De toute sa vie, ce jeune homme Barsik n’a jamais été pris à voler. Sa maîtresse Vera pouvait facilement laisser un morceau de viande ou de poisson frais sur la table – elle savait que le chat ne les toucherait pas jusqu’à ce qu’ils soient dans son bol.
Mais c’est dans la ville. Et il y avait aussi un chalet, où les propriétaires allaient avec Barsik en été presque tous les week-ends. Et là, il s’est avéré que Barsik aime les concombres. Et bien, il mangerait l’un ou l’autre, car ce chat indigène n’est pas dommage. Elle pouvait une fois mordre chaque concombre dans le jardin – et avec un sens du devoir accompli d’aller à genoux à la maîtresse.
Vera a essayé de gronder Barsik. Elle a essayé de mettre des concombres coupés dans son bol. Mais les concombres du jardin savoureux.
— Eh bien, c’est deux façons, dit le mari de Vera. – Soit on arrête d’emmener le chat au chalet et on la laisse tranquille tout le week-end. Ou nous cessons de cultiver des concombres. Après tout, ils peuvent être achetés sur le marché. Il est bon qu’il n’ait pas essayé les tomates avec des aubergines.
En conséquence, la deuxième option a été choisie, et lorsque Barsik a couru vers les lits familiers l’été suivant, il n’y avait pas un seul cucambre. Le chat serait tombé dans le découragement, mais Barsik vivait sur le principe de «qui regarde, trouve». En général, il est allé au site voisin…
— Regardez ce que votre Barsik a fait!
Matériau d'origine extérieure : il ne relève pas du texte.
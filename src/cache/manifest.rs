//! Manifest file: route key → generated card.

use std::{
    collections::BTreeMap,
    fs, io,
    path::{Path, PathBuf},
};

use serde::{Deserialize, Serialize};
use serde_json::Value;
use thiserror::Error;

use super::digest::{is_digest, revision};
use crate::utils::date::DateTimeUtc;

#[derive(Debug, Error)]
pub enum ManifestError {
    #[error("manifest `{0}` not found")]
    Missing(PathBuf),

    #[error("failed to access `{0}`")]
    Io(PathBuf, #[source] io::Error),

    #[error("`{0}` is not a valid manifest")]
    Json(PathBuf, #[source] serde_json::Error),

    #[error("`{path}` has an invalid shape: {}", .problems.join("; "))]
    Shape { path: PathBuf, problems: Vec<String> },
}

#[derive(Debug, Clone, PartialEq, Eq, Serialize, Deserialize)]
#[serde(rename_all = "camelCase")]
pub struct ManifestEntry {
    pub route_key: String,
    /// Public URL path, e.g. `/og/de-features-0123456789abcdef.png`.
    pub asset_path: String,
    pub content_hash: String,
}

impl ManifestEntry {
    /// File name part of the asset path.
    pub fn file_name(&self) -> Option<&str> {
        let name = self.asset_path.rsplit('/').next()?;
        (!name.is_empty() && name != ".." && name != "." && !name.contains('\\')).then_some(name)
    }
}

#[derive(Debug, Clone, PartialEq, Eq, Serialize, Deserialize)]
#[serde(rename_all = "camelCase")]
pub struct ManifestFile {
    pub generated_at: String,
    pub revision: String,
    pub entries: BTreeMap<String, ManifestEntry>,
}

impl ManifestFile {
    /// Fresh manifest stamped with the current time.
    pub fn new(entries: BTreeMap<String, ManifestEntry>) -> Self {
        let revision = compute_revision(&entries);
        Self {
            generated_at: DateTimeUtc::now().to_rfc3339(),
            revision,
            entries,
        }
    }

    pub fn compute_revision(&self) -> String {
        compute_revision(&self.entries)
    }

    /// Read a manifest, `None` if the file does not exist.
    pub fn load(path: &Path) -> Result<Option<Self>, ManifestError> {
        match Self::read(path) {
            Ok(manifest) => Ok(Some(manifest)),
            Err(ManifestError::Missing(_)) => Ok(None),
            Err(err) => Err(err),
        }
    }

    /// Read and shape-check a manifest.
    pub fn read(path: &Path) -> Result<Self, ManifestError> {
        let content = fs::read_to_string(path).map_err(|err| {
            if err.kind() == io::ErrorKind::NotFound {
                ManifestError::Missing(path.to_path_buf())
            } else {
                ManifestError::Io(path.to_path_buf(), err)
            }
        })?;
        let value: Value = serde_json::from_str(&content)
            .map_err(|err| ManifestError::Json(path.to_path_buf(), err))?;

        let problems = shape_problems(&value);
        if !problems.is_empty() {
            return Err(ManifestError::Shape {
                path: path.to_path_buf(),
                problems,
            });
        }
        serde_json::from_value(value).map_err(|err| ManifestError::Json(path.to_path_buf(), err))
    }

    /// Write pretty JSON through a temp file and rename.
    pub fn write(&self, path: &Path) -> Result<(), ManifestError> {
        let io_err = |err| ManifestError::Io(path.to_path_buf(), err);
        if let Some(parent) = path.parent() {
            fs::create_dir_all(parent).map_err(io_err)?;
        }
        let mut json = serde_json::to_string_pretty(self)
            .map_err(|err| ManifestError::Json(path.to_path_buf(), err))?;
        json.push('\n');

        let tmp = path.with_extension("json.tmp");
        fs::write(&tmp, json).map_err(io_err)?;
        fs::rename(&tmp, path).map_err(io_err)
    }
}

fn compute_revision(entries: &BTreeMap<String, ManifestEntry>) -> String {
    revision(entries.values().map(|e| {
        (
            e.route_key.as_str(),
            e.asset_path.as_str(),
            e.content_hash.as_str(),
        )
    }))
}

/// Structural problems with a parsed manifest, empty when well formed.
pub fn shape_problems(value: &Value) -> Vec<String> {
    let mut problems = Vec::new();
    let Some(root) = value.as_object() else {
        return vec!["top level is not an object".into()];
    };

    if !root.get("generatedAt").is_some_and(Value::is_string) {
        problems.push("`generatedAt` must be a string".into());
    }
    match root.get("revision").and_then(Value::as_str) {
        Some(rev) if is_digest(rev) => {}
        _ => problems.push("`revision` must be a 16-char hex digest".into()),
    }

    let Some(entries) = root.get("entries").and_then(Value::as_object) else {
        problems.push("`entries` must be an object".into());
        return problems;
    };

    for (key, entry) in entries {
        let Some(entry) = entry.as_object() else {
            problems.push(format!("entry `{key}` is not an object"));
            continue;
        };
        let field = |name: &str| entry.get(name).and_then(Value::as_str);

        match field("routeKey") {
            Some(route_key) if route_key == key => {}
            Some(route_key) => problems.push(format!("entry `{key}` has routeKey `{route_key}`")),
            None => problems.push(format!("entry `{key}` is missing `routeKey`")),
        }
        match field("assetPath") {
            Some(path) if path.starts_with('/') && path.ends_with(".png") => {}
            Some(path) => problems.push(format!("entry `{key}` has invalid assetPath `{path}`")),
            None => problems.push(format!("entry `{key}` is missing `assetPath`")),
        }
        match field("contentHash") {
            Some(hash) if is_digest(hash) => {}
            Some(hash) => problems.push(format!("entry `{key}` has invalid contentHash `{hash}`")),
            None => problems.push(format!("entry `{key}` is missing `contentHash`")),
        }
    }
    problems
}

#[cfg(test)]
mod tests {
    use super::*;
    use tempfile::TempDir;

    fn entry(key: &str, hash: &str) -> ManifestEntry {
        ManifestEntry {
            route_key: key.into(),
            asset_path: format!("/og/{key}-{hash}.png"),
            content_hash: hash.into(),
        }
    }

    fn manifest() -> ManifestFile {
        let entries = [entry("root", "0123456789abcdef"), entry("de-features", "fedcba9876543210")]
            .into_iter()
            .map(|e| (e.route_key.clone(), e))
            .collect();
        ManifestFile::new(entries)
    }

    #[test]
    fn test_write_read() {
        let dir = TempDir::new().unwrap();
        let path = dir.path().join("nested/og-manifest.json");
        let manifest = manifest();
        manifest.write(&path).unwrap();

        let raw = fs::read_to_string(&path).unwrap();
        assert!(raw.contains("\"generatedAt\""));
        assert!(raw.contains("\"routeKey\": \"de-features\""));
        // Sorted by key.
        assert!(raw.find("de-features").unwrap() < raw.find("\"root\"").unwrap());
        assert!(!path.with_extension("json.tmp").exists());

        assert_eq!(ManifestFile::read(&path).unwrap(), manifest);
    }

    #[test]
    fn test_missing_manifest() {
        let dir = TempDir::new().unwrap();
        let path = dir.path().join("none.json");
        assert!(ManifestFile::load(&path).unwrap().is_none());
        assert!(matches!(ManifestFile::read(&path), Err(ManifestError::Missing(_))));
    }

    #[test]
    fn test_shape_problems() {
        let value = serde_json::json!({
            "generatedAt": "2025-01-01T00:00:00Z",
            "revision": "XYZ",
            "entries": {
                "root": { "routeKey": "home", "assetPath": "og/root.jpg", "contentHash": "0123456789abcdef" },
                "de": { "routeKey": "de", "assetPath": "/og/de.png" },
                "bad": 3
            }
        });
        let problems = shape_problems(&value);
        assert_eq!(problems.len(), 5, "{problems:#?}");
        assert!(shape_problems(&serde_json::to_value(manifest()).unwrap()).is_empty());
        assert_eq!(shape_problems(&serde_json::json!([])).len(), 1);
    }

    #[test]
    fn test_entry_file_name() {
        assert_eq!(entry("root", "0123456789abcdef").file_name(), Some("root-0123456789abcdef.png"));
        let traversal = ManifestEntry { asset_path: "/og/..".into(), ..entry("x", "0") };
        assert_eq!(traversal.file_name(), None);
    }
}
Je pars tôt le matin, et elle, a mangé mes concombres! -la voisine criait, elle secouait un seau à moitié plein de concombres mordus,- Et qui va me dédommager maintenant?
Vera soupira et alla chercher le portefeuille. Cependant, les concombres n’ont pas pris – qui a besoin d’eux mordu? Et elle n’a pas parlé avec le chat – a compris que c’était inutile.
L’histoire de l’achat de concombres mordus a été répétée deux fois de plus, et chaque fois la victime était Baba Shura. Cela a continué jusqu’en août.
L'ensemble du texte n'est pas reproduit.